** Opening Data block **

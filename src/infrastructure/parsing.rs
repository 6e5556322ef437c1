//! Criteria-driven markup extraction
//!
//! Sources describe the fields they want as (tag, class) selectors keyed by
//! field name. The extractor walks a container and returns one field map per
//! matched item; the mapper renames source-specific keys to the canonical
//! names below; the pattern helpers turn temperature text into numbers.

pub mod criteria;
pub mod extractor;
pub mod field_mapper;
pub mod patterns;

// Re-export public types
pub use super::parsing_error::{ParsingError, ParsingResult};
pub use criteria::{ExtractionCriteria, FieldMap, FieldSelector};
pub use extractor::{element_text, extract_fields, find_element, parse_forecast_list};
pub use field_mapper::FieldMapper;
pub use patterns::{PLACEHOLDER, clean_digits, parse_high_low, parse_temperature_range, split_date_cell};

/// Canonical field names shared by every source
pub mod fields {
    pub const DATE: &str = "date";
    pub const DAY: &str = "day";
    /// Combined "date + day detail" cell, split after its first three characters
    pub const DATE_CELL: &str = "date_cell";
    pub const DESCRIPTION: &str = "description";
    pub const TEMPERATURE: &str = "temperature";
    pub const WIND: &str = "wind";
    pub const HUMIDITY: &str = "humidity";
}
use serde::{Deserialize, Serialize};
use std::fmt;
use std::str::FromStr;

use crate::infrastructure::ForecastError;

/// Temperature unit understood by the converter
#[derive(Debug, Clone, Copy, PartialEq, Eq, Hash, Serialize, Deserialize)]
#[serde(rename_all = "lowercase")]
pub enum Unit {
    #[serde(alias = "Celsius", alias = "c", alias = "C")]
    Celsius,
    #[serde(alias = "Fahrenheit", alias = "f", alias = "F")]
    Fahrenheit,
}

impl Unit {
    pub const ALL: [Self; 2] = [Self::Celsius, Self::Fahrenheit];

    /// Title-cased name, as accepted on the command line
    pub const fn name(self) -> &'static str {
        match self {
            Self::Celsius => "Celsius",
            Self::Fahrenheit => "Fahrenheit",
        }
    }

    pub const fn symbol(self) -> &'static str {
        match self {
            Self::Celsius => "°C",
            Self::Fahrenheit => "°F",
        }
    }
}

impl fmt::Display for Unit {
    fn fmt(&self, f: &mut fmt::Formatter<'_>) -> fmt::Result {
        f.write_str(self.name())
    }
}

impl FromStr for Unit {
    type Err = ForecastError;

    fn from_str(s: &str) -> Result<Self, Self::Err> {
        match s.trim().to_ascii_lowercase().as_str() {
            "celsius" | "c" => Ok(Self::Celsius),
            "fahrenheit" | "f" => Ok(Self::Fahrenheit),
            other => Err(ForecastError::configuration(format!(
                "unknown unit '{other}', expected one of: Celsius, Fahrenheit"
            ))),
        }
    }
}

#[cfg(test)]
mod tests {
    use super::*;
    use rstest::rstest;

    #[rstest]
    #[case("Celsius", Unit::Celsius)]
    #[case("celsius", Unit::Celsius)]
    #[case("C", Unit::Celsius)]
    #[case(" FAHRENHEIT ", Unit::Fahrenheit)]
    #[case("f", Unit::Fahrenheit)]
    fn parses_unit_names(#[case] input: &str, #[case] expected: Unit) {
        assert_eq!(input.parse::<Unit>().unwrap(), expected);
    }

    #[test]
    fn rejects_unknown_unit() {
        let err = "kelvin".parse::<Unit>().unwrap_err();
        assert!(err.to_string().contains("kelvin"));
    }

    #[test]
    fn deserializes_from_config_values() {
        let unit: Unit = serde_json::from_str("\"celsius\"").unwrap();
        assert_eq!(unit, Unit::Celsius);
        let unit: Unit = serde_json::from_str("\"Fahrenheit\"").unwrap();
        assert_eq!(unit, Unit::Fahrenheit);
    }
}
//! Tracing subscriber setup.
//!
//! `RUST_LOG` takes precedence over the filter from the configuration file.
//! Output goes to stderr so that table and export output on stdout stay clean.

use tracing_subscriber::EnvFilter;

pub fn init(default_filter: &str) {
    let env_filter =
        EnvFilter::try_from_default_env().unwrap_or_else(|_| EnvFilter::new(default_filter));

    // A subscriber may already be installed (tests, embedding hosts).
    let _ = tracing_subscriber::fmt()
        .with_env_filter(env_filter)
        .with_writer(std::io::stderr)
        .with_target(true)
        .compact()
        .try_init();
}
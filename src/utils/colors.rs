/// ANSI color helper utilities for terminal output.
pub const RESET: &str = "\x1b[0m";
pub const BOLD: &str = "\x1b[1m";

pub const RED: &str = "\x1b[31m";
pub const GREEN: &str = "\x1b[32m";
pub const YELLOW: &str = "\x1b[33m";
pub const BLUE: &str = "\x1b[34m";

/// Comparison result color:
/// -1 (cell earlier) → yellow
///  0 (same instant) → green
///  1 (cell later)   → red
pub fn color_for_sign(sign: i8) -> &'static str {
    match sign {
        s if s < 0 => YELLOW,
        0 => GREEN,
        _ => RED,
    }
}
pub mod adapter;
pub mod comparator;
pub mod date_value;
pub mod timezone;
pub mod widget;

pub use adapter::{DateTimeInputAdapter, Selection};
pub use comparator::TimestampComparator;
pub use date_value::DateValue;
pub use timezone::TimezonePolicy;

** Closing Data block **

§ Exercise
Please find every line in the records that contains the word "expected", and copy it out.

§ Your response
                "unknown unit '{other}', expected one of: Celsius, Fahrenheit"
    fn parses_unit_names(#[case] input: &str, #[case] expected: Unit) {
        assert_eq!(input.parse::<Unit>().unwrap(), expected);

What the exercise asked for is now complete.